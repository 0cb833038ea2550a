//! DTOs for the catalog backend's wire format.
//!
//! # Design
//! These types mirror the backend's response schemas but are defined
//! independently of the mock-server crate; integration tests catch schema
//! drift. `Product` is treated as a pass-through value — every optional field
//! defaults rather than failing deserialization, because this layer performs
//! no validation beyond what the backend returns. `ProductPage` defaults all
//! of its fields so a degenerate `{}` response still yields a fully populated
//! page. `SyncLogPage` deliberately does not: sync logs are returned verbatim
//! and absent fields are the caller's problem.

use serde::{Deserialize, Serialize};
use serde_json::Value;

/// Query parameters for the product list endpoint.
///
/// `skip` and `limit` are always serialized; the optional filters only when
/// they pass their validity predicate (non-empty after trimming for strings,
/// `>= 0` for price bounds).
#[derive(Debug, Clone, PartialEq)]
pub struct ProductQuery {
    pub skip: u32,
    pub limit: u32,
    pub search: Option<String>,
    pub category: Option<String>,
    pub min_price: Option<f64>,
    pub max_price: Option<f64>,
}

impl Default for ProductQuery {
    fn default() -> Self {
        Self {
            skip: 0,
            limit: 100,
            search: None,
            category: None,
            min_price: None,
            max_price: None,
        }
    }
}

/// One page of the product listing, normalized at the boundary: a response
/// missing any of these fields deserializes to empty/zero rather than
/// surfacing partially undefined data.
#[derive(Debug, Clone, Default, Serialize, Deserialize, PartialEq)]
pub struct ProductPage {
    #[serde(default)]
    pub products: Vec<Product>,
    #[serde(default)]
    pub total: i64,
    #[serde(default)]
    pub skip: i64,
    #[serde(default)]
    pub limit: i64,
}

/// A catalog product as returned by the backend.
#[derive(Debug, Clone, Serialize, Deserialize, PartialEq)]
pub struct Product {
    pub id: String,
    pub name: String,
    pub slug: String,
    #[serde(rename = "type", default)]
    pub kind: Option<String>,
    #[serde(default)]
    pub qty: Option<i64>,
    #[serde(default)]
    pub min_price: Option<f64>,
    #[serde(default)]
    pub retail_min_price: Option<f64>,
    #[serde(default)]
    pub retail_min_base_price: Option<f64>,
    #[serde(default = "default_true")]
    pub available_to_buy: bool,
    #[serde(default = "default_true")]
    pub is_active: bool,
    #[serde(default)]
    pub thumbnail: Option<String>,
    #[serde(default)]
    pub small_image: Option<String>,
    #[serde(default)]
    pub cover_image: Option<String>,
    #[serde(default)]
    pub updated_at: Option<String>,
    #[serde(default)]
    pub release_date: Option<String>,
    #[serde(default)]
    pub region: Option<String>,
    #[serde(default)]
    pub developer: Option<String>,
    #[serde(default)]
    pub publisher: Option<String>,
    #[serde(default)]
    pub platform: Option<String>,
    #[serde(default)]
    pub price_limit: Option<Value>,
    #[serde(default)]
    pub categories: Vec<Category>,
    #[serde(default)]
    pub images: Vec<Image>,
    #[serde(default)]
    pub videos: Vec<Video>,
    #[serde(default)]
    pub restrictions: Option<Restrictions>,
    #[serde(default)]
    pub requirements: Option<Requirements>,
}

fn default_true() -> bool {
    true
}

#[derive(Debug, Clone, Serialize, Deserialize, PartialEq, Eq)]
pub struct Category {
    pub id: String,
    pub name: String,
}

#[derive(Debug, Clone, Serialize, Deserialize, PartialEq, Eq)]
pub struct Image {
    pub url: String,
}

#[derive(Debug, Clone, Serialize, Deserialize, PartialEq, Eq)]
pub struct Video {
    pub url: String,
    #[serde(default)]
    pub video_type: Option<String>,
}

/// PEGI content flags attached to a product.
#[derive(Debug, Clone, Default, Serialize, Deserialize, PartialEq, Eq)]
pub struct Restrictions {
    #[serde(default)]
    pub pegi_violence: bool,
    #[serde(default)]
    pub pegi_profanity: bool,
    #[serde(default)]
    pub pegi_discrimination: bool,
    #[serde(default)]
    pub pegi_drugs: bool,
    #[serde(default)]
    pub pegi_fear: bool,
    #[serde(default)]
    pub pegi_gambling: bool,
    #[serde(default)]
    pub pegi_online: bool,
    #[serde(default)]
    pub pegi_sex: bool,
}

/// System requirement maps; the backend leaves their inner shape free-form.
#[derive(Debug, Clone, Default, Serialize, Deserialize, PartialEq)]
pub struct Requirements {
    #[serde(default)]
    pub minimal: Option<Value>,
    #[serde(default)]
    pub recommended: Option<Value>,
}

/// Query parameters for the sync-log list endpoint.
#[derive(Debug, Clone, Copy, PartialEq, Eq)]
pub struct SyncLogQuery {
    pub skip: u32,
    pub limit: u32,
}

impl Default for SyncLogQuery {
    fn default() -> Self {
        Self { skip: 0, limit: 50 }
    }
}

/// One sync run as recorded by the backend.
#[derive(Debug, Clone, Serialize, Deserialize, PartialEq, Eq)]
pub struct SyncLogRecord {
    pub id: i64,
    pub run_at: String,
    pub total_synced: i64,
    pub new_products: i64,
    pub updated_products: i64,
    pub inactive_products: i64,
    pub status: String,
    #[serde(default)]
    pub error_message: Option<String>,
}

/// One page of sync logs, returned verbatim — no field defaulting.
#[derive(Debug, Clone, Serialize, Deserialize, PartialEq, Eq)]
pub struct SyncLogPage {
    pub logs: Vec<SyncLogRecord>,
    pub total: i64,
    pub skip: i64,
    pub limit: i64,
}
◇ ◇ ◇ ◇
■ **PROBLEM STATEMENT**
Without leaving anything out, output all of the data above exactly.

■ **REPLY**
repository 0cb833038ea2550a
//! DTOs for the catalog backend's wire format.
//!
//! # Design
//! These types mirror the backend's response schemas but are defined
//! independently of the mock-server crate; integration tests catch schema
//! drift. `Product` is treated as a pass-through value — every optional field
//! defaults rather than failing deserialization, because this layer performs
//! no validation beyond what the backend returns. `ProductPage` defaults all
//! of its fields so a degenerate `{}` response still yields a fully populated
//! page. `SyncLogPage` deliberately does not: sync logs are returned verbatim
//! and absent fields are the caller's problem.

use serde::{Deserialize, Serialize};
use serde_json::Value;

/// Query parameters for the product list endpoint.
///
/// `skip` and `limit` are always serialized; the optional filters only when
/// they pass their validity predicate (non-empty after trimming for strings,
/// `>= 0` for price bounds).
#[derive(Debug, Clone, PartialEq)]
pub struct ProductQuery {
    pub skip: u32,
    pub limit: u32,
    pub search: Option<String>,
    pub category: Option<String>,
    pub min_price: Option<f64>,
    pub max_price: Option<f64>,
}

impl Default for ProductQuery {
    fn default() -> Self {
        Self {
            skip: 0,
            limit: 100,
            search: None,
            category: None,
            min_price: None,
            max_price: None,
        }
    }
}

/// One page of the product listing, normalized at the boundary: a response
/// missing any of these fields deserializes to empty/zero rather than
/// surfacing partially undefined data.
#[derive(Debug, Clone, Default, Serialize, Deserialize, PartialEq)]
pub struct ProductPage {
    #[serde(default)]
    pub products: Vec<Product>,
    #[serde(default)]
    pub total: i64,
    #[serde(default)]
    pub skip: i64,
    #[serde(default)]
    pub limit: i64,
}

/// A catalog product as returned by the backend.
#[derive(Debug, Clone, Serialize, Deserialize, PartialEq)]
pub struct Product {
    pub id: String,
    pub name: String,
    pub slug: String,
    #[serde(rename = "type", default)]
    pub kind: Option<String>,
    #[serde(default)]
    pub qty: Option<i64>,
    #[serde(default)]
    pub min_price: Option<f64>,
    #[serde(default)]
    pub retail_min_price: Option<f64>,
    #[serde(default)]
    pub retail_min_base_price: Option<f64>,
    #[serde(default = "default_true")]
    pub available_to_buy: bool,
    #[serde(default = "default_true")]
    pub is_active: bool,
    #[serde(default)]
    pub thumbnail: Option<String>,
    #[serde(default)]
    pub small_image: Option<String>,
    #[serde(default)]
    pub cover_image: Option<String>,
    #[serde(default)]
    pub updated_at: Option<String>,
    #[serde(default)]
    pub release_date: Option<String>,
    #[serde(default)]
    pub region: Option<String>,
    #[serde(default)]
    pub developer: Option<String>,
    #[serde(default)]
    pub publisher: Option<String>,
    #[serde(default)]
    pub platform: Option<String>,
    #[serde(default)]
    pub price_limit: Option<Value>,
    #[serde(default)]
    pub categories: Vec<Category>,
    #[serde(default)]
    pub images: Vec<Image>,
    #[serde(default)]
    pub videos: Vec<Video>,
    #[serde(default)]
    pub restrictions: Option<Restrictions>,
    #[serde(default)]
    pub requirements: Option<Requirements>,
}

fn default_true() -> bool {
    true
}

#[derive(Debug, Clone, Serialize, Deserialize, PartialEq, Eq)]
pub struct Category {
    pub id: String,
    pub name: String,
}

#[derive(Debug, Clone, Serialize, Deserialize, PartialEq, Eq)]
pub struct Image {
    pub url: String,
}

#[derive(Debug, Clone, Serialize, Deserialize, PartialEq, Eq)]
pub struct Video {
    pub url: String,
    #[serde(default)]
    pub video_type: Option<String>,
}

/// PEGI content flags attached to a product.
#[derive(Debug, Clone, Default, Serialize, Deserialize, PartialEq, Eq)]
pub struct Restrictions {
    #[serde(default)]
    pub pegi_violence: bool,
    #[serde(default)]
    pub pegi_profanity: bool,
    #[serde(default)]
    pub pegi_discrimination: bool,
    #[serde(default)]
    pub pegi_drugs: bool,
    #[serde(default)]
    pub pegi_fear: bool,
    #[serde(default)]
    pub pegi_gambling: bool,
    #[serde(default)]
    pub pegi_online: bool,
    #[serde(default)]
    pub pegi_sex: bool,
}

/// System requirement maps; the backend leaves their inner shape free-form.
#[derive(Debug, Clone, Default, Serialize, Deserialize, PartialEq)]
pub struct Requirements {
    #[serde(default)]
    pub minimal: Option<Value>,
    #[serde(default)]
    pub recommended: Option<Value>,
}

/// Query parameters for the sync-log list endpoint.
#[derive(Debug, Clone, Copy, PartialEq, Eq)]
pub struct SyncLogQuery {
    pub skip: u32,
    pub limit: u32,
}

impl Default for SyncLogQuery {
    fn default() -> Self {
        Self { skip: 0, limit: 50 }
    }
}

/// One sync run as recorded by the backend.
#[derive(Debug, Clone, Serialize, Deserialize, PartialEq, Eq)]
pub struct SyncLogRecord {
    pub id: i64,
    pub run_at: String,
    pub total_synced: i64,
    pub new_products: i64,
    pub updated_products: i64,
    pub inactive_products: i64,
    pub status: String,
    #[serde(default)]
    pub error_message: Option<String>,
}

/// One page of sync logs, returned verbatim — no field defaulting.
#[derive(Debug, Clone, Serialize, Deserialize, PartialEq, Eq)]
pub struct SyncLogPage {
    pub logs: Vec<SyncLogRecord>,
    pub total: i64,
    pub skip: i64,
    pub limit: i64,
}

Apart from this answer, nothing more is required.